The real takeaway is not that Zeta is growing, but that its product is becoming embedded in customer workflows in a way that should raise switching costs and compress competitive response time. If Athena meaningfully increases query frequency, the company can monetize the same customer base through more usage rather than more logos, which is a cleaner path to durable compounding than CAC-heavy expansion. That dynamic is especially favorable in adtech/data platforms where buyers are already habituated to vendor concentration and are unlikely to dual-source once internal teams build habits around a single interface. Second-order, the biggest beneficiaries are likely Zeta’s own economics and not just top-line momentum: higher engagement should improve data quality, which further improves model output and retention, creating a feedback loop that smaller rivals will struggle to replicate. Competitors without proprietary first-party data or an integrated workflow layer may be forced into price competition or spend more on partner distribution, which usually shows up with a lag of several quarters.
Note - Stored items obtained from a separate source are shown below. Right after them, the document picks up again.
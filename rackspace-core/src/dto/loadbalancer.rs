//! Cloud Load Balancers request bodies

use serde::{Deserialize, Serialize};

use crate::domain::loadbalancer::{Algorithm, NodeCondition, VirtualIpType};

/// A node to attach when creating a load balancer
#[derive(Debug, Clone, PartialEq, Eq, Hash, Serialize, Deserialize)]
pub struct AddNode {
    pub address: String,
    pub port: u16,
    pub condition: NodeCondition,
    #[serde(skip_serializing_if = "Option::is_none")]
    pub weight: Option<u8>,
}

impl AddNode {
    /// An enabled node with no explicit weight
    pub fn new(address: impl Into<String>, port: u16) -> Self {
        Self {
            address: address.into(),
            port,
            condition: NodeCondition::Enabled,
            weight: None,
        }
    }

    pub fn condition(mut self, condition: NodeCondition) -> Self {
        self.condition = condition;
        self
    }

    pub fn weight(mut self, weight: u8) -> Self {
        self.weight = Some(weight);
        self
    }
}

/// Request to create a load balancer
///
/// ```
/// use rackspace_core::domain::loadbalancer::Algorithm;
/// use rackspace_core::dto::loadbalancer::{AddNode, CreateLoadBalancer};
///
/// let create = CreateLoadBalancer::builder("jclouds-example", "HTTP", 80)
///     .algorithm(Algorithm::WeightedLeastConnections)
///     .node(AddNode::new("10.180.0.1", 80).weight(20))
///     .build();
/// assert!(create.validate().is_ok());
/// ```
#[derive(Debug, Clone, PartialEq, Eq, Serialize, Deserialize)]
#[serde(rename_all = "camelCase")]
pub struct CreateLoadBalancer {
    pub name: String,
    pub protocol: String,
    pub port: u16,
    #[serde(skip_serializing_if = "Option::is_none")]
    pub algorithm: Option<Algorithm>,
    pub nodes: Vec<AddNode>,
    pub virtual_ips: Vec<VirtualIpRequest>,
}

/// Virtual IP allocation request; the service picks the address
#[derive(Debug, Clone, Copy, PartialEq, Eq, Serialize, Deserialize)]
pub struct VirtualIpRequest {
    #[serde(rename = "type")]
    pub vip_type: VirtualIpType,
}

impl CreateLoadBalancer {
    pub fn builder(
        name: impl Into<String>,
        protocol: impl Into<String>,
        port: u16,
    ) -> CreateLoadBalancerBuilder {
        CreateLoadBalancerBuilder {
            inner: CreateLoadBalancer {
                name: name.into(),
                protocol: protocol.into(),
                port,
                algorithm: None,
                nodes: Vec::new(),
                virtual_ips: Vec::new(),
            },
        }
    }

    /// Checks the constraints the service would otherwise reject with a 400
    pub fn validate(&self) -> Result<(), String> {
        if self.name.trim().is_empty() {
            return Err("load balancer name cannot be empty".to_string());
        }
        if self.name.len() > 128 {
            return Err("load balancer name must be at most 128 characters".to_string());
        }
        if self.nodes.is_empty() {
            return Err("at least one node is required".to_string());
        }
        if self.virtual_ips.is_empty() {
            return Err("a virtual IP type is required".to_string());
        }
        for node in &self.nodes {
            if let Some(weight) = node.weight {
                if !(1..=100).contains(&weight) {
                    return Err(format!(
                        "node {} weight must be between 1 and 100, got {}",
                        node.address, weight
                    ));
                }
            }
        }
        Ok(())
    }
}

#[derive(Debug)]
pub struct CreateLoadBalancerBuilder {
    inner: CreateLoadBalancer,
}

impl CreateLoadBalancerBuilder {
    pub fn algorithm(mut self, algorithm: Algorithm) -> Self {
        self.inner.algorithm = Some(algorithm);
        self
    }

    pub fn node(mut self, node: AddNode) -> Self {
        self.inner.nodes.push(node);
        self
    }

    pub fn nodes(mut self, nodes: impl IntoIterator<Item = AddNode>) -> Self {
        self.inner.nodes.extend(nodes);
        self
    }

    /// Replaces any previously requested virtual IP
    pub fn virtual_ip_type(mut self, vip_type: VirtualIpType) -> Self {
        self.inner.virtual_ips = vec![VirtualIpRequest { vip_type }];
        self
    }

    /// Builds the request, defaulting to a public virtual IP
    pub fn build(mut self) -> CreateLoadBalancer {
        if self.inner.virtual_ips.is_empty() {
            self.inner.virtual_ips.push(VirtualIpRequest {
                vip_type: VirtualIpType::Public,
            });
        }
        self.inner
    }
}
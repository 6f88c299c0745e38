//! Asynchronous job domain types
//!
//! Cloud DNS answers most mutating calls with `202 Accepted` and a job
//! handle. The job has its own lifecycle on the server, independent of the
//! HTTP request that created it.

use std::fmt;

use serde::{Deserialize, Serialize};
use uuid::Uuid;

/// Server-tracked handle for an in-progress asynchronous mutation
#[derive(Debug, Clone, Serialize, Deserialize)]
#[serde(rename_all = "camelCase")]
pub struct Job {
    pub job_id: Uuid,
    pub status: JobStatus,
    #[serde(default)]
    pub verb: Option<String>,
    #[serde(default)]
    pub request_url: Option<String>,
    #[serde(default)]
    pub callback_url: Option<String>,
    /// Resource state returned once the job completes (only with `showDetails=true`)
    #[serde(default)]
    pub response: Option<serde_json::Value>,
    #[serde(default)]
    pub error: Option<JobErrorDetail>,
}

impl Job {
    /// Error detail for a failed job, falling back to a generic message when
    /// the service did not include one
    pub fn error_detail(&self) -> JobErrorDetail {
        self.error.clone().unwrap_or_else(|| JobErrorDetail {
            code: None,
            message: Some(format!("job {} reported {}", self.job_id, self.status)),
            details: None,
        })
    }
}

/// Job lifecycle status
#[derive(Debug, Clone, Copy, PartialEq, Eq, Hash, Serialize, Deserialize)]
#[serde(rename_all = "SCREAMING_SNAKE_CASE")]
pub enum JobStatus {
    Initialized,
    Queued,
    Running,
    Completed,
    Error,
    #[serde(other)]
    Unrecognized,
}

impl JobStatus {
    /// Whether no further transition can occur from this status
    pub fn is_terminal(self) -> bool {
        matches!(self, Self::Completed | Self::Error)
    }
}

impl fmt::Display for JobStatus {
    fn fmt(&self, f: &mut fmt::Formatter<'_>) -> fmt::Result {
        let s = match self {
            Self::Initialized => "INITIALIZED",
            Self::Queued => "QUEUED",
            Self::Running => "RUNNING",
            Self::Completed => "COMPLETED",
            Self::Error => "ERROR",
            Self::Unrecognized => "UNRECOGNIZED",
        };
        f.write_str(s)
    }
}

/// Failure detail attached to a job in `ERROR` status
#[derive(Debug, Clone, Default, PartialEq, Eq, Serialize, Deserialize)]
pub struct JobErrorDetail {
    #[serde(default)]
    pub code: Option<u16>,
    #[serde(default)]
    pub message: Option<String>,
    #[serde(default)]
    pub details: Option<String>,
}

impl fmt::Display for JobErrorDetail {
    fn fmt(&self, f: &mut fmt::Formatter<'_>) -> fmt::Result {
        if let Some(code) = self.code {
            write!(f, "[{}] ", code)?;
        }
        f.write_str(self.message.as_deref().unwrap_or("unknown error"))?;
        if let Some(details) = &self.details {
            write!(f, ": {}", details)?;
        }
        Ok(())
    }
}
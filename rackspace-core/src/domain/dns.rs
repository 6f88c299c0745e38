//! Cloud DNS domain types

use chrono::{DateTime, Utc};
use serde::{Deserialize, Serialize};

/// A DNS zone managed by Cloud DNS
#[derive(Debug, Clone, PartialEq, Serialize, Deserialize)]
#[serde(rename_all = "camelCase")]
pub struct Domain {
    pub id: u64,
    pub name: String,
    #[serde(default)]
    pub email_address: Option<String>,
    #[serde(default)]
    pub ttl: Option<u32>,
    #[serde(default)]
    pub comment: Option<String>,
    #[serde(default)]
    pub account_id: Option<u64>,
    #[serde(default, with = "timestamp")]
    pub created: Option<DateTime<Utc>>,
    #[serde(default, with = "timestamp")]
    pub updated: Option<DateTime<Utc>>,
}

/// Cloud DNS timestamps look like `2011-06-24T01:23:15.000+0000`, which is
/// not quite RFC 3339 (no colon in the offset).
mod timestamp {
    use chrono::{DateTime, Utc};
    use serde::{Deserialize, Deserializer, Serializer};

    const FORMAT: &str = "%Y-%m-%dT%H:%M:%S%.3f%z";

    pub fn serialize<S>(value: &Option<DateTime<Utc>>, serializer: S) -> Result<S::Ok, S::Error>
    where
        S: Serializer,
    {
        match value {
            Some(ts) => serializer.serialize_str(&ts.format(FORMAT).to_string()),
            None => serializer.serialize_none(),
        }
    }

    pub fn deserialize<'de, D>(deserializer: D) -> Result<Option<DateTime<Utc>>, D::Error>
    where
        D: Deserializer<'de>,
    {
        let raw: Option<String> = Option::deserialize(deserializer)?;
        let Some(raw) = raw else {
            return Ok(None);
        };

        DateTime::parse_from_str(&raw, FORMAT)
            .or_else(|_| DateTime::parse_from_rfc3339(&raw))
            .map(|ts| Some(ts.with_timezone(&Utc)))
            .map_err(serde::de::Error::custom)
    }
}

#[cfg(test)]
mod tests {
    use super::*;
    use chrono::{Datelike, Timelike};

    #[test]
    fn test_parse_domain() {
        let json = r#"{
            "name": "alt-jclouds-example.com",
            "id": 2725233,
            "comment": "Optional domain comment...",
            "accountId": 1234,
            "emailAddress": "jcloudie@alt-jclouds-example.com",
            "ttl": 600001,
            "updated": "2011-06-24T01:23:15.000+0000",
            "created": "2011-06-24T01:12:51.000+0000"
        }"#;

        let domain: Domain = serde_json::from_str(json).unwrap();
        assert_eq!(domain.id, 2725233);
        assert_eq!(domain.ttl, Some(600001));
        let updated = domain.updated.unwrap();
        assert_eq!(updated.year(), 2011);
        assert_eq!(updated.minute(), 23);
    }

    #[test]
    fn test_parse_domain_without_optional_fields() {
        let json = r#"{"name": "jclouds-example.com", "id": 1}"#;

        let domain: Domain = serde_json::from_str(json).unwrap();
        assert_eq!(domain.name, "jclouds-example.com");
        assert!(domain.email_address.is_none());
        assert!(domain.created.is_none());
    }

    #[test]
    fn test_timestamp_round_trip_format() {
        let json = r#"{"name": "a.com", "id": 1, "created": "2013-02-01T10:00:00.000+0000"}"#;
        let domain: Domain = serde_json::from_str(json).unwrap();

        let value = serde_json::to_value(&domain).unwrap();
        assert_eq!(value["created"], "2013-02-01T10:00:00.000+0000");
    }
}
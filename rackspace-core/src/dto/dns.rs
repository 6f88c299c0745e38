//! Cloud DNS request bodies

use serde::{Deserialize, Serialize};

/// Changes to apply to a single domain
///
/// Unset fields are left untouched by the service.
///
/// ```
/// use rackspace_core::dto::dns::UpdateDomain;
///
/// let update = UpdateDomain::builder()
///     .email("jcloudie@alt-jclouds-example.com")
///     .ttl(600001)
///     .comment("Hello Domain Update")
///     .build();
/// assert!(!update.is_empty());
/// ```
#[derive(Debug, Clone, Default, PartialEq, Eq, Serialize, Deserialize)]
#[serde(rename_all = "camelCase")]
pub struct UpdateDomain {
    #[serde(skip_serializing_if = "Option::is_none")]
    pub email_address: Option<String>,
    #[serde(skip_serializing_if = "Option::is_none")]
    pub ttl: Option<u32>,
    #[serde(skip_serializing_if = "Option::is_none")]
    pub comment: Option<String>,
}

impl UpdateDomain {
    pub fn builder() -> UpdateDomainBuilder {
        UpdateDomainBuilder::default()
    }

    /// True when the update would not change anything
    pub fn is_empty(&self) -> bool {
        self.email_address.is_none() && self.ttl.is_none() && self.comment.is_none()
    }
}

#[derive(Debug, Default)]
pub struct UpdateDomainBuilder {
    inner: UpdateDomain,
}

impl UpdateDomainBuilder {
    pub fn email(mut self, email: impl Into<String>) -> Self {
        self.inner.email_address = Some(email.into());
        self
    }

    pub fn ttl(mut self, ttl: u32) -> Self {
        self.inner.ttl = Some(ttl);
        self
    }

    pub fn comment(mut self, comment: impl Into<String>) -> Self {
        self.inner.comment = Some(comment.into());
        self
    }

    pub fn build(self) -> UpdateDomain {
        self.inner
    }
}

/// Batch body for setting the contact email on many domains in one job
#[derive(Debug, Clone, PartialEq, Eq, Serialize, Deserialize)]
pub struct DomainEmailUpdate {
    pub domains: Vec<DomainEmail>,
}

#[derive(Debug, Clone, PartialEq, Eq, Serialize, Deserialize)]
#[serde(rename_all = "camelCase")]
pub struct DomainEmail {
    pub id: u64,
    pub email_address: String,
}

impl DomainEmailUpdate {
    pub fn new(domain_ids: impl IntoIterator<Item = u64>, email: &str) -> Self {
        Self {
            domains: domain_ids
                .into_iter()
                .map(|id| DomainEmail {
                    id,
                    email_address: email.to_string(),
                })
                .collect(),
        }
    }
}

#[cfg(test)]
mod tests {
    use super::*;

    #[test]
    fn test_update_domain_skips_unset_fields() {
        let update = UpdateDomain::builder().ttl(600001).build();
        let value = serde_json::to_value(&update).unwrap();

        assert_eq!(value, serde_json::json!({"ttl": 600001}));
    }

    #[test]
    fn test_update_domain_full_body() {
        let update = UpdateDomain::builder()
            .email("jcloudie@alt-jclouds-example.com")
            .ttl(600001)
            .comment("Hello Domain Update")
            .build();
        let value = serde_json::to_value(&update).unwrap();

        assert_eq!(value["emailAddress"], "jcloudie@alt-jclouds-example.com");
        assert_eq!(value["comment"], "Hello Domain Update");
    }

    #[test]
    fn test_empty_update() {
        assert!(UpdateDomain::builder().build().is_empty());
    }

    #[test]
    fn test_email_update_body() {
        let body = DomainEmailUpdate::new([1, 2], "jclouder@jclouds-example.com");
        let value = serde_json::to_value(&body).unwrap();

        assert_eq!(value["domains"].as_array().unwrap().len(), 2);
        assert_eq!(value["domains"][1]["id"], 2);
        assert_eq!(value["domains"][1]["emailAddress"], "jclouder@jclouds-example.com");
    }
}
The market may also underappreciate that the near-term upside is not just ARPU; it is gross margin leverage if incremental AI usage stays mostly on-platform instead of being outsourced to third-party inference providers. The main risk is timing: adoption metrics can look explosive in the first weeks of a launch and then normalize sharply over the next 1-2 quarters if the product is more novelty than necessity. If Athena’s usage is concentrated in a small set of enthusiastic accounts, the NRR narrative can remain intact while revenue acceleration quietly decelerates. A second risk is margin dilution if the company has to subsidize adoption through compute-heavy workflows before utilization scales enough to amortize costs. From a trading standpoint, this is a better medium-duration longs/optionalities setup than an immediate chase on the print. The key question over the next 1-2 quarters is whether Athena converts early engagement into sustained seat expansion and workflow lock-in; if yes, the stock likely deserves a higher multiple because the market will start underwriting a software-like rule-of-40 profile rather than a cyclical marketing-services name. If not, the move can retrace quickly once the launch premium fades.